I thought perhaps he needed someone to help out with the youth program or something. Perhaps he did, but he never vocalized it, or if he did, I said no, and that was that. Our relationship blossomed into a heart-to-heart friendship not unlike the one described in the Bible between David and Jonathan. We spent years having the same types of discussions about the Bible and theology that I had with my dad. Bruce was there for me when my dad died, and I was there for him when he lost his mom.

There are times in my life that I have experienced a "transcendent moment", an instant in time that I felt like I never wanted this moment to end. Bruce and I shared a lot of those moments. Bruce was a simple guy and liked simple explanations. He liked specific things and didn't like other things. Once his mind was made up, it was almost impossible for him to change it. There were just a few times where I was able to change his mind. The fascinating thing was that once his mind was changed he was just as dedicated to his new position as he once held his old.

The tragedy of Bruce's life is the opposite of my dads. Bruce's memorial was attended by large numbers of people, all of which seemed to remember moments like mine. He had a large number of "close" friends. In my mind I thought they all had a similar understanding of Bruce's theology that I had come to know. However, once Bruce was gone, suddenly everyone had a different understanding of what he was about. It's a sad fact that the apparent 'band of brothers' that Bruce had gathered around him were neither a band, nor brothers and quickly went off in their own directions.

With that being said it is remarkable that Jesus' followers not only remained together, but built one of the worlds greatest religions. Something that demonstrates to me not only the strength of Jesus' words and life, but the veracity of the claims of his disciples that He was the divine Son of God. Otherwise, none of us would have ever heard of him. They, like Bruce's "friends", would have wandered off into obscurity and anonymity.

Like I started to say earlier, the tragedy of Bruce's life was opposite my dads in the sense that a great number of people experienced a profound loss on his passing. But very few would agree on exactly what it was that made Bruce so special. For myself, I can only say that I am the person I am today because of the profound impact that Christ had upon my life through my friendship with Bruce. He lived his life in the presence of his creator. He lived in the conscious expectation that God would judge his every action and word.

At the same time that Christ was leading and drawing me through my friendship with Bruce there are a few people who were more interested in being an FOB (Friend of Bruce) than being a FOC (Follower of Christ). They have adopted some kind of weird antinomian libertine lifestyle based on a philosophy of "If it doesn't feel good, don't do it" that they would attribute to something Bruce said. It is fascinating to me how different people can be so differently affected by one person's life.
 
My life journey has a character metaphorically similar to what I see when I think about the PCT. Just as the PCT passes through a number of breathtakingly beautiful places in a seemingly accidental way, in reality it is a planned, furrowed, specifically defined track that you are either on or you are not. It is deliberate in its apparent randomness.
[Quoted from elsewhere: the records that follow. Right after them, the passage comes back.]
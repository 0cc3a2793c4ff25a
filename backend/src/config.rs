//! Configuration management for the forecast tracker
//!
//! Supports hierarchical configuration loading:
//! 1. Default values in code
//! 2. Configuration files (config/development.toml, config/production.toml)
//! 3. Environment variable overrides with FORECAST__ prefix

use std::time::Duration;

use config::{ConfigError, Environment, File};
use serde::Deserialize;

/// Main application configuration
#[derive(Debug, Deserialize, Clone)]
pub struct Config {
    /// Current environment (development, production)
    pub environment: String,

    /// Server configuration
    pub server: ServerConfig,

    /// Database configuration
    pub database: DatabaseConfig,

    /// Storage backend selection
    pub storage: StorageConfig,

    /// Forecast provider configuration
    pub forecast_api: ForecastApiConfig,

    /// Fan-out settings for the all-locations operations
    pub aggregation: AggregationConfig,
}

#[derive(Debug, Deserialize, Clone)]
pub struct ServerConfig {
    /// Server port
    pub port: u16,

    /// Server host
    pub host: String,
}

#[derive(Debug, Deserialize, Clone, Default)]
pub struct DatabaseConfig {
    /// PostgreSQL connection URL
    #[serde(default)]
    pub url: String,

    /// Maximum number of connections in the pool
    pub max_connections: u32,

    /// Minimum number of connections in the pool
    pub min_connections: u32,
}

#[derive(Debug, Deserialize, Clone, Copy, PartialEq, Eq, Default)]
#[serde(rename_all = "lowercase")]
pub enum StorageBackend {
    #[default]
    Postgres,
    Memory,
}

#[derive(Debug, Deserialize, Clone, Default)]
pub struct StorageConfig {
    pub backend: StorageBackend,
}

#[derive(Debug, Deserialize, Clone)]
pub struct ForecastApiConfig {
    /// Base URL of the forecast API, without the `/forecast` path
    pub base_url: String,

    /// Per-request timeout in seconds
    pub request_timeout_secs: u64,
}

#[derive(Debug, Deserialize, Clone)]
pub struct AggregationConfig {
    /// Wall-clock deadline for an all-locations operation
    pub deadline_secs: u64,

    /// How long cancelled workers get to wind down before they are aborted
    pub cancel_grace_ms: u64,

    /// Upper bound on concurrently running workers (unbounded when absent)
    pub max_concurrency: Option<usize>,
}

impl AggregationConfig {
    pub fn deadline(&self) -> Duration {
        Duration::from_secs(self.deadline_secs)
    }

    pub fn cancel_grace(&self) -> Duration {
        Duration::from_millis(self.cancel_grace_ms)
    }
}

impl ForecastApiConfig {
    pub fn request_timeout(&self) -> Duration {
        Duration::from_secs(self.request_timeout_secs)
    }
}

impl Config {
    /// Load configuration from files and environment variables
    pub fn load() -> Result<Self, ConfigError> {
        let environment =
            std::env::var("FORECAST__ENVIRONMENT").unwrap_or_else(|_| "development".into());

        let config = config::Config::builder()
            // Start with default values
            .set_default("environment", environment.clone())?
            .set_default("server.port", 8080)?
            .set_default("server.host", "0.0.0.0")?
            .set_default("database.max_connections", 10)?
            .set_default("database.min_connections", 2)?
            .set_default("storage.backend", "postgres")?
            .set_default("forecast_api.base_url", "https://api.open-meteo.com/v1")?
            .set_default("forecast_api.request_timeout_secs", 30)?
            .set_default("aggregation.deadline_secs", 10)?
            .set_default("aggregation.cancel_grace_ms", 500)?
            // Load environment-specific config file
            .add_source(File::with_name(&format!("config/{}", environment)).required(false))
            // Override with environment variables (FORECAST__ prefix)
            .add_source(
                Environment::with_prefix("FORECAST")
                    .prefix_separator("__")
                    .separator("__")
                    .try_parsing(true),
            )
            .build()?;

        let config: Self = config.try_deserialize()?;
        config.validate()?;
        Ok(config)
    }

    /// Reject settings the server cannot start with
    pub fn validate(&self) -> Result<(), ConfigError> {
        if self.server.port < 1024 {
            return Err(ConfigError::Message(format!(
                "server.port must be between 1024 and 65535, got {}",
                self.server.port
            )));
        }

        let base_url = self.forecast_api.base_url.as_str();
        match reqwest::Url::parse(base_url) {
            Ok(url) if matches!(url.scheme(), "http" | "https") => {}
            _ => {
                return Err(ConfigError::Message(format!(
                    "forecast_api.base_url must be an http(s) URL, got {:?}",
                    base_url
                )))
            }
        }

        if self.aggregation.deadline_secs == 0 {
            return Err(ConfigError::Message(
                "aggregation.deadline_secs must be positive".to_string(),
            ));
        }

        if self.aggregation.max_concurrency == Some(0) {
            return Err(ConfigError::Message(
                "aggregation.max_concurrency must be positive when set".to_string(),
            ));
        }

        if self.storage.backend == StorageBackend::Postgres && self.database.url.is_empty() {
            return Err(ConfigError::Message(
                "database.url is required for the postgres storage backend".to_string(),
            ));
        }

        Ok(())
    }
}

impl Default for Config {
    fn default() -> Self {
        Self {
            environment: "development".to_string(),
            server: ServerConfig::default(),
            database: DatabaseConfig {
                url: String::new(),
                max_connections: 10,
                min_connections: 2,
            },
            storage: StorageConfig {
                backend: StorageBackend::Memory,
            },
            forecast_api: ForecastApiConfig {
                base_url: "https://api.open-meteo.com/v1".to_string(),
                request_timeout_secs: 30,
            },
            aggregation: AggregationConfig::default(),
        }
    }
}

impl Default for ServerConfig {
    fn default() -> Self {
        Self {
            port: 8080,
            host: "0.0.0.0".to_string(),
        }
    }
}

impl Default for AggregationConfig {
    fn default() -> Self {
        Self {
            deadline_secs: 10,
            cancel_grace_ms: 500,
            max_concurrency: None,
        }
    }
}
From a distance my life may look like a accidental meandering journey with starts and stops and unpredictable switchbacks and turns. For me, as I live in real-time, it feels like I am being driven or guided or compelled. I feel as though I am living in a story with an origin in the mind of someone outside of myself. That the journey I am taking and the path I am on is in a script where I have a part to play and I cannot decide to not play my part without denying the person that I am becoming. There is a deep sense of purpose and reason in my desire to hike the PCT. In order to be true to the person I am becoming, my path lies squarely down the track of the PCT.

The purpose of this journal is to provide to the reader my thoughts and feelings as I take this journey. The reader I have in mind as I write is first of all my future self, and secondly those who want to know me, and finally those who want to know what is like to plan and hike the PCT. It is also my intent and purpose to point you subtly toward the author of my life that you might experience life as I do.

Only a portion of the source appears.